### Task instructions
Output only the lines below from the one containing "pub fn read_segment(&self, tx: &FileTransaction, number: u32)" to the one containing "anything was removed;", exactly as written, both ends kept.
┌─ Provided records
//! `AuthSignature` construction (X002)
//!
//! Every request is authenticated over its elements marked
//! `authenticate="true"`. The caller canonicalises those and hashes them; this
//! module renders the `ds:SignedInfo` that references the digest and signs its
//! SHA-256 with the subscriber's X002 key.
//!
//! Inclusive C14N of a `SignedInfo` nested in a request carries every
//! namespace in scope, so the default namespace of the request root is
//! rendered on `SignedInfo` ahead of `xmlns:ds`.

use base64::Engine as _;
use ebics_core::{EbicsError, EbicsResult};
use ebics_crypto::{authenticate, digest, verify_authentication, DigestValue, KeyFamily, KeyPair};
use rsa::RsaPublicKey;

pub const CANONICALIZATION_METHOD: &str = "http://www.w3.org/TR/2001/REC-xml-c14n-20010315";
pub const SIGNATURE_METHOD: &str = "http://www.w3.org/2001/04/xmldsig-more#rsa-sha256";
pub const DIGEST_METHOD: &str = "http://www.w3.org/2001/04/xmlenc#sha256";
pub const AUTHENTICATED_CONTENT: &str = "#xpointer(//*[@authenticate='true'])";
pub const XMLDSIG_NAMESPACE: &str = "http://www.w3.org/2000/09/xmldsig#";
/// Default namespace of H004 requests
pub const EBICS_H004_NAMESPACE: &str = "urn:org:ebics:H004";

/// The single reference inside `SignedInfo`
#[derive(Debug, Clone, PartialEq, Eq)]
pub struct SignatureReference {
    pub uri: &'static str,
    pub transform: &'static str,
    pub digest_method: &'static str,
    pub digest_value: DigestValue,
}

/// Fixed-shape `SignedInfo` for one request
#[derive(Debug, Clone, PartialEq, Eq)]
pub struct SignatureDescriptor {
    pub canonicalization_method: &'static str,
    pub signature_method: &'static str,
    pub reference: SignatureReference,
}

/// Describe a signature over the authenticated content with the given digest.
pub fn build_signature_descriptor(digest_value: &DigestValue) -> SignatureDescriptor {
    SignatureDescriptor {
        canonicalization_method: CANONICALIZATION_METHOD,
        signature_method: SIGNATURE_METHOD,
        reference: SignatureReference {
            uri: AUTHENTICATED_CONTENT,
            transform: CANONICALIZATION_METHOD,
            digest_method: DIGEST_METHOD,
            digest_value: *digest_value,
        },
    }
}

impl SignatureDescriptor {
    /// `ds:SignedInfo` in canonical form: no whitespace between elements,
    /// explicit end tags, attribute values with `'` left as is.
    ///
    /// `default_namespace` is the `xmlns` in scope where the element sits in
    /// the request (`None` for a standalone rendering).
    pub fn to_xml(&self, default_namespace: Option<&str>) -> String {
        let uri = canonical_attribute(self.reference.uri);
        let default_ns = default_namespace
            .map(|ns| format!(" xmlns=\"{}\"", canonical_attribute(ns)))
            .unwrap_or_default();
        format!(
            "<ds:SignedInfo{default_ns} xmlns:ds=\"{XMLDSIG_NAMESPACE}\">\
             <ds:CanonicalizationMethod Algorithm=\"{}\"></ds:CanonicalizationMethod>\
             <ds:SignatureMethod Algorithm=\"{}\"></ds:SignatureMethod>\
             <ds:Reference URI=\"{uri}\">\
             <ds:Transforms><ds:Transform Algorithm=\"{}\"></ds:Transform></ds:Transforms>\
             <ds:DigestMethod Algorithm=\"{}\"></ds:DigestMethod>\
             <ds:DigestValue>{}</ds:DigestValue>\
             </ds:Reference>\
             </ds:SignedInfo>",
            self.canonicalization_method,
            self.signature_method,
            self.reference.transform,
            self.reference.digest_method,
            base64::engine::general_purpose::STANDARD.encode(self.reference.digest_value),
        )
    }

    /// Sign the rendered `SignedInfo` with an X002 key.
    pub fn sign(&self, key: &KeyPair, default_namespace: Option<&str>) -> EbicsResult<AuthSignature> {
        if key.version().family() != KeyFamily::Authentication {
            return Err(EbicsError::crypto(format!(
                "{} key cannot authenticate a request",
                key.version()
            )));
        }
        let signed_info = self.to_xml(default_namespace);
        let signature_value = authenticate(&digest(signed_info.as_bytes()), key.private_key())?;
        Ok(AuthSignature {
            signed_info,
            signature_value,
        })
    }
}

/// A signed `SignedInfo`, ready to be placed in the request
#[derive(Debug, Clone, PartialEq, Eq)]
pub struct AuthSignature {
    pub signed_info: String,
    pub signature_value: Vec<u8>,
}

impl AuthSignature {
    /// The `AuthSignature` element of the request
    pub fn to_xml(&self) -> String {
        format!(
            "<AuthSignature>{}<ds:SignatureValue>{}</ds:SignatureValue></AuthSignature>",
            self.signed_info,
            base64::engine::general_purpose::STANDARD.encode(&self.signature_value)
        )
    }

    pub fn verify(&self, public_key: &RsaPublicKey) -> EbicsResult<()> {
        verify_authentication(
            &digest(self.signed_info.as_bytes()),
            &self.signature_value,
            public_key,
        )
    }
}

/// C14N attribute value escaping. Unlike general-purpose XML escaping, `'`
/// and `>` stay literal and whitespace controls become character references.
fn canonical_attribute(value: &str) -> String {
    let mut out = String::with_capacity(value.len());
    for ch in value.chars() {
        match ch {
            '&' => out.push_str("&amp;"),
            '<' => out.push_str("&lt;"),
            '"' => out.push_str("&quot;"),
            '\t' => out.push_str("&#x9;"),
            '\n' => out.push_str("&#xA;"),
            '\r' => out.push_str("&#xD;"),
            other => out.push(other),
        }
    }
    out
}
└─
┌─ Provided records
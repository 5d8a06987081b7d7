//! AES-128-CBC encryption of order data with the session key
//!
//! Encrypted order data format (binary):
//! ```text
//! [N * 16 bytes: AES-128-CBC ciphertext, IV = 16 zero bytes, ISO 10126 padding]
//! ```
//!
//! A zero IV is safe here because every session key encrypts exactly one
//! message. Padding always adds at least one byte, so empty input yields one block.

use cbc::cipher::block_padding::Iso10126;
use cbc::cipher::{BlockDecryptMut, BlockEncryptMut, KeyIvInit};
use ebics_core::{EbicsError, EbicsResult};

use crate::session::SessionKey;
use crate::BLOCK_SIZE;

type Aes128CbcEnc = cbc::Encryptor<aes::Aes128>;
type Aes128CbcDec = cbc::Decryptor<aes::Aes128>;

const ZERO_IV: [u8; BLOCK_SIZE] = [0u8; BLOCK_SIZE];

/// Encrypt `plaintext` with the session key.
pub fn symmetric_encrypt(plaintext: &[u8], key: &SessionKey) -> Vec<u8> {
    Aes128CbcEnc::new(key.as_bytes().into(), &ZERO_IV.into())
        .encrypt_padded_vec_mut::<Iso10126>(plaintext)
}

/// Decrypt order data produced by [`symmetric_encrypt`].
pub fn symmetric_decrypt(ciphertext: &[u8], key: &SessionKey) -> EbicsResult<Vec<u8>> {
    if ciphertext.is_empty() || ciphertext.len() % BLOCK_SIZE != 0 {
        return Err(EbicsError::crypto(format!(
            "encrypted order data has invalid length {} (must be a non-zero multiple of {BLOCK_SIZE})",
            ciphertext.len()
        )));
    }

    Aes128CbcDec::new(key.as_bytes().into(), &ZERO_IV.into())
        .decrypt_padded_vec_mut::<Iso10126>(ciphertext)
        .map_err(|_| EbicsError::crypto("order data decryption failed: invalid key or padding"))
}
└─
┌─ Provided records
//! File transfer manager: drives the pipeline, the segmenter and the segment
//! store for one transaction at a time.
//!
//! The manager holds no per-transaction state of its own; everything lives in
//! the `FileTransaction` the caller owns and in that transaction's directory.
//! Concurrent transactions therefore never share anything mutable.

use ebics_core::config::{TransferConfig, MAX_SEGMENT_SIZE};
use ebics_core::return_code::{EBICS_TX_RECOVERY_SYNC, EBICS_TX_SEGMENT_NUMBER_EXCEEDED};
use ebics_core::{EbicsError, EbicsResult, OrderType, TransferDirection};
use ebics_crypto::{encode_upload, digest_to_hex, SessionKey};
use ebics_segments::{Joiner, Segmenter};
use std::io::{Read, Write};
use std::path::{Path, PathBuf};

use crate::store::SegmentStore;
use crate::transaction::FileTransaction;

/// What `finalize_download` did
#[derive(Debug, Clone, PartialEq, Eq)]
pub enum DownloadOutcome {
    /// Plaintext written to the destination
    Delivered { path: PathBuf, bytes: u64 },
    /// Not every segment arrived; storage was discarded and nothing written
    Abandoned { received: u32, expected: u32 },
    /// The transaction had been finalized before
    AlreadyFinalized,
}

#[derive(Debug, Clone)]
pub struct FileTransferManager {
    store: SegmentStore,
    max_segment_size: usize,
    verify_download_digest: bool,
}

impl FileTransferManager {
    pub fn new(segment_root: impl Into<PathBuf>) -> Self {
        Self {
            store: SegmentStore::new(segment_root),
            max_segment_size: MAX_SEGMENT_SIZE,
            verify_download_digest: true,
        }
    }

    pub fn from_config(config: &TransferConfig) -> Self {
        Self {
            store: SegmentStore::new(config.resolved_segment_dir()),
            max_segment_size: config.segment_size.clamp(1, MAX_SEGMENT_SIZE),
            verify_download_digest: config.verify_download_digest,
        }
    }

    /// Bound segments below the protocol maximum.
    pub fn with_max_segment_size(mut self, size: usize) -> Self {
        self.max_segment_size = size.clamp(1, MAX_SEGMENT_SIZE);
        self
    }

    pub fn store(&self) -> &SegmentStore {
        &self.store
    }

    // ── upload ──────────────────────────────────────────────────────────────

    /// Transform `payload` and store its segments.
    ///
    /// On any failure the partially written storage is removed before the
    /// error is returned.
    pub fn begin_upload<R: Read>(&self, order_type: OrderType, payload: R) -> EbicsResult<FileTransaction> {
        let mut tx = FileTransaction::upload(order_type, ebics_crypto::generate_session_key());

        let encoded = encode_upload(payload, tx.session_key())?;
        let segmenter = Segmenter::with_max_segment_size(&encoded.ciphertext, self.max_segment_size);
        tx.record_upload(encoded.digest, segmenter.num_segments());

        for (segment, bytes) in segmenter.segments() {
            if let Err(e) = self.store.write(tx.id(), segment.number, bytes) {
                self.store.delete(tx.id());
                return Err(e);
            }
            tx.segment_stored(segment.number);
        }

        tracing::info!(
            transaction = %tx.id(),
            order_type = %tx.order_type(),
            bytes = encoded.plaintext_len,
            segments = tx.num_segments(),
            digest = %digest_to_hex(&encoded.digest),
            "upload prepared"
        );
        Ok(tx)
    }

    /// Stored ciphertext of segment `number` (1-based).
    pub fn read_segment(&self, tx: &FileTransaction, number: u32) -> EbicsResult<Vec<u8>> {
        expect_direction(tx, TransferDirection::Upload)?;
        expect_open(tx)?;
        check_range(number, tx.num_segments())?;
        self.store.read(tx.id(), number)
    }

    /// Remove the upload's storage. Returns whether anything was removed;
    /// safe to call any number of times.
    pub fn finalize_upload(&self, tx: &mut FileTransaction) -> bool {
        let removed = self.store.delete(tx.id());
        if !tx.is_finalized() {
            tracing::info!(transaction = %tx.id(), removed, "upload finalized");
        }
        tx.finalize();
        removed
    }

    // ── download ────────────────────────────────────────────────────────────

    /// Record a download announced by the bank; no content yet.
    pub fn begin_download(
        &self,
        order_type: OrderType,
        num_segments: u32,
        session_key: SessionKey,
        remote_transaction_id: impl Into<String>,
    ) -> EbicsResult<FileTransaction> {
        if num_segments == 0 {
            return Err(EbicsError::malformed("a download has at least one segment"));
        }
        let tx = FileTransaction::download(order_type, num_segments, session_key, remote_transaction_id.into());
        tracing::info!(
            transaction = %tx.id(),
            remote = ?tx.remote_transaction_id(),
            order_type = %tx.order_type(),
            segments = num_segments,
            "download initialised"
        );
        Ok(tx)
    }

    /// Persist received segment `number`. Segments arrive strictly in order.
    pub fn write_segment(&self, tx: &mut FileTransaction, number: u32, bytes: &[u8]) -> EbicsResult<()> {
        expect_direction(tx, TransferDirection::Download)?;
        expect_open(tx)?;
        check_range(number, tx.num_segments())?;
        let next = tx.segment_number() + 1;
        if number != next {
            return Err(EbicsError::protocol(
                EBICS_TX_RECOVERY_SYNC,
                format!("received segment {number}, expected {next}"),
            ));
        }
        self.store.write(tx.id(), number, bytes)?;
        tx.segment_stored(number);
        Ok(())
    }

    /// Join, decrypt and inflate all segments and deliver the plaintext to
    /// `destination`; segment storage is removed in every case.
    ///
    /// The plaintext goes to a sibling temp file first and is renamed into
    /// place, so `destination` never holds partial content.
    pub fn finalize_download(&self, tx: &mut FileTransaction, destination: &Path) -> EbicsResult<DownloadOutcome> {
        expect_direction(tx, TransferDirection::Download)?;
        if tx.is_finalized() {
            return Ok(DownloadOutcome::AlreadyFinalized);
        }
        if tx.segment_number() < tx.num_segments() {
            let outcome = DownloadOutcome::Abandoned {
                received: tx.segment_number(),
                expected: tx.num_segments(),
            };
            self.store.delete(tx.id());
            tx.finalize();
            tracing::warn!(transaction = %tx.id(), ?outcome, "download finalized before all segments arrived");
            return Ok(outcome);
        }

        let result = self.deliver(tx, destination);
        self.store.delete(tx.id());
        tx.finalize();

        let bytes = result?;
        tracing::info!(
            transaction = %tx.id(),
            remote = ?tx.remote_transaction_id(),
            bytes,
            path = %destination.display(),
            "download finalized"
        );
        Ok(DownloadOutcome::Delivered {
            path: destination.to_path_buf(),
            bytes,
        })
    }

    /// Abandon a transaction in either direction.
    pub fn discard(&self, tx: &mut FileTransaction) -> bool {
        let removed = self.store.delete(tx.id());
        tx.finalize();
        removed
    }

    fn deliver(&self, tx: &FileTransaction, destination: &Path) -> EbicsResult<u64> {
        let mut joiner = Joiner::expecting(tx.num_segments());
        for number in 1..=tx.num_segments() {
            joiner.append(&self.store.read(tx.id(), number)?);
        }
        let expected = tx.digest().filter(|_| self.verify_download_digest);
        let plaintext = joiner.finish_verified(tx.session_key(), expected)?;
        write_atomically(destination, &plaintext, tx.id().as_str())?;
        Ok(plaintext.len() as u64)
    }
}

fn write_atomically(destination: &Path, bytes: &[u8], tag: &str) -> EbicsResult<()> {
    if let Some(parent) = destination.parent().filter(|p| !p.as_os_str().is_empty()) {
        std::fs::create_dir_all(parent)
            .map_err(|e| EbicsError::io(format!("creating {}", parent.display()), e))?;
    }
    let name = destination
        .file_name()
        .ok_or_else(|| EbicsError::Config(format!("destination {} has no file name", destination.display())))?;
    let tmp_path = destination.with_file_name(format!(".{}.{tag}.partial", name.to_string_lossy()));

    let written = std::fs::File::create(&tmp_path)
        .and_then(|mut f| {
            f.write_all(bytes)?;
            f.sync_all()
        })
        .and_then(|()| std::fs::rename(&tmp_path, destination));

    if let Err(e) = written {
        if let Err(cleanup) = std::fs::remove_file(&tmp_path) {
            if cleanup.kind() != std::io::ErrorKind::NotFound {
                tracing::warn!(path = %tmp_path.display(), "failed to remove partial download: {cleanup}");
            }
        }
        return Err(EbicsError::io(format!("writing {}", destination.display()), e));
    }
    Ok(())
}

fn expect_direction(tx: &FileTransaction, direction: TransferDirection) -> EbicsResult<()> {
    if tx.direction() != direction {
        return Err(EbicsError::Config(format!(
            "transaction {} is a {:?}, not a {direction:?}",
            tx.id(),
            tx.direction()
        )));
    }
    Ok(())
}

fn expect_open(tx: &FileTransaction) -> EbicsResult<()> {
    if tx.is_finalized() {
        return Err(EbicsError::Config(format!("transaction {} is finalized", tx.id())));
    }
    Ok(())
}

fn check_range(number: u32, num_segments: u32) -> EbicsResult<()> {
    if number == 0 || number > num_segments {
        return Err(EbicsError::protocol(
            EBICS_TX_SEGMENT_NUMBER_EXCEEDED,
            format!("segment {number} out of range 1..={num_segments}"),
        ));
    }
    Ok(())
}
└─
### Task response
    pub fn read_segment(&self, tx: &FileTransaction, number: u32) -> EbicsResult<Vec<u8>> {
        expect_direction(tx, TransferDirection::Upload)?;
        expect_open(tx)?;
        check_range(number, tx.num_segments())?;
        self.store.read(tx.id(), number)
    }

    /// Remove the upload's storage. Returns whether anything was removed;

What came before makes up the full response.